INTERVIEWAttentat au Mali: «Il y a de grandes chances que ce soit un cas d’autoradicalisation»

Attentat au Mali: «Il y a de grandes chances que ce soit un cas d’autoradicalisation»

INTERVIEWAprès l'attaque de mercredi soir contre l'ambassade de France à Bamako...
Propos recueillis par Bérénice Dubuc

Propos recueillis par Bérénice Dubuc

Après l’attaque de mercredi soir visant l'ambassade de France à Bamako, Dominique Thomas, spécialiste des mouvements islamistes à l’EHESS, explique à 20minutes.fr pourquoi il penche plutôt pour un acte isolé que pour une véritable attaque d’Al-Qaida au Maghreb Islamique (Aqmi).

Le terroriste de Bamako se revendique d’Aqmi mais Aqmi n’a pas revendiqué l’attentat. Qu’en pensez-vous?

Aqmi peut revendiquer cet attentat, soit par opportunisme ou parce que l’individu a bien été entraîné dans l’une de ses katiba. Cependant, pour préciser si le terroriste fait bien partie de l’organisation, il faut regrouper des éléments sur sa trajectoire: comment il a pu passer au Mali, depuis quand y était-il, y résidait-il, y travaillait-il… Mais je serais étonné qu’Aqmi revendique cette attaque.

Pourquoi?

Déjà parce que l’individu en question est tunisien. C’est très peu commun, il n’y pas eu énormément de djihadistes tunisiens ou marocains au sein d’Aqmi. Deuxième chose étonnante: qu’Aqmi l’ait envoyé lui, alors que l’organisation dispose de militants maliens, qui auraient été moins repérables à Bamako.

L’apparent amateurisme de l’opération est aussi un indice, selon vous?

Non, cela ne signifie pas qu’Aqmi n’est pas derrière l’attaque. Rappelez-vous l’attaque de l’ambassade de France à Nouakchott en août 2009: le mode opératoire était plus qu’emprunté – le kamikaze est mort et il y a eu seulement trois blessés légers – et pourtant Aqmi l’a revendiqué.
Il faut penser que le manque de matériel ou de moyens, mais aussi le fait que l’attaque vise un bâtiment officiel très protégé, limite son potentiel de réussite. De plus, si l’individu n’a pas été bien entraîné ou s’il n’est pas au point sur le maniement des explosifs, il a de grandes chances d’échouer.

Ce serait donc un acte isolé?

L‘hypothèse du simple rattachement idéologique est la plus probable. Cette attaque me fait penser à l’attentat de Stockholm du mois de décembre dernier, perpétré par un Suédois d’origine irakienne passé par la Grande-Bretagne et plusieurs pays du Moyen-Orient, et qui se revendiquait de l’Etat islamique d’Irak. Cependant, la branche irakienne d'Al-Qaida n’a jamais revendiqué l’attentat.

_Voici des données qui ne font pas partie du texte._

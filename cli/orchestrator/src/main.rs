//! Evon command-line interface
//!
//! Reads the program graph written by the loader, analyzes the root package
//! and writes the dispatcher file next to its sources.

#![forbid(unsafe_code)]
#![warn(missing_docs)]
#![deny(clippy::unwrap_used)]

use std::io;
use std::path::{Path, PathBuf};
use std::process::ExitCode;

use clap::{ArgAction, Parser};
use evon_cli::{load_config, log_level, Overrides, Result};
use pipeline::{JsonGraphLoader, Options};

/// Command-line interface configuration for evon.
#[derive(Parser, Debug)]
#[command(name = "evon", about = "Generate event dispatchers for annotated handler types", version)]
struct Cli {
    /// Program graph produced by the loader
    graph: PathBuf,
    /// Required suffix of the event handler type names
    #[arg(long)]
    handler_suffix: Option<String>,
    /// Suffix of the generated event type names
    #[arg(long)]
    event_suffix: Option<String>,
    /// Output source file name
    #[arg(long)]
    out: Option<String>,
    /// Comma-separated build tags the graph is expected to use
    #[arg(long, value_delimiter = ',')]
    tags: Option<Vec<String>>,
    /// Show event handler types without generation
    #[arg(long)]
    show: bool,
    /// Configuration file (default: evon.toml next to the graph)
    #[arg(long)]
    config: Option<PathBuf>,
    /// More log output; repeat for tracing
    #[arg(short, long, action = ArgAction::Count)]
    verbose: u8,
}

impl Cli {
    fn overrides(&self) -> Overrides {
        Overrides {
            handler_suffix: self.handler_suffix.clone(),
            event_suffix: self.event_suffix.clone(),
            out: self.out.clone(),
            tags: self.tags.clone(),
            show: self.show,
        }
    }

    fn base_dir(&self) -> &Path {
        match self.graph.parent() {
            Some(dir) if !dir.as_os_str().is_empty() => dir,
            _ => Path::new("."),
        }
    }
}

/// Main entry point for the evon application.
fn main() -> ExitCode {
    let cli = Cli::parse();

    match run(&cli) {
        Ok(true) => ExitCode::SUCCESS,
        Ok(false) => ExitCode::FAILURE,
        Err(e) => {
            eprintln!("Fatal: {}", e);
            ExitCode::FAILURE
        }
    }
}

fn run(cli: &Cli) -> Result<bool> {
    let base_dir = cli.base_dir();

    let mut config = load_config(cli.config.as_deref(), base_dir)?;
    cli.overrides().apply(&mut config);
    config.validate()?;
    logging::set_level(log_level(&config, cli.verbose)?);

    let loader = JsonGraphLoader::new(&cli.graph).with_tags(config.loader.tags.clone());
    let options = Options::from_config(&config);
    let outcome =
        pipeline::run(&loader, base_dir, &options, &mut io::stdout().lock(), &mut io::stderr().lock())?;

    Ok(outcome.is_success())
}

A Bamako, il y a de grandes chances que ce soit un cas d’autoradicalisation: un individu, déjà sympathisant, se revendique d’Al-Qaida car il estime qu’il a suivi les directives de la nébuleuse terroriste. Mais si Aqmi est bien à l’origine de l’attaque, cela montre aussi que l’organisation a beaucoup de difficulté à faire d’autres opérations que les prises d’otages.

Et, l’attaque ayant échoué, Aqmi n’aura peut-être pas intérêt à la revendiquer...

Même pour des attaques qui ont échoué, il y a revendication. Les groupes un peu structurés revendiquent toujours leurs actions dans un délai de 48 à 72 heures après l’attaque, car cela envoie un message. C’est une façon de déstabiliser la cible. Dans le cas présent, il y a forcément un effet négatif sur la situation de la France dans la région. Si après trois ou quatre jours, il n’y a pas de revendication, c’est que quelque chose ne va pas.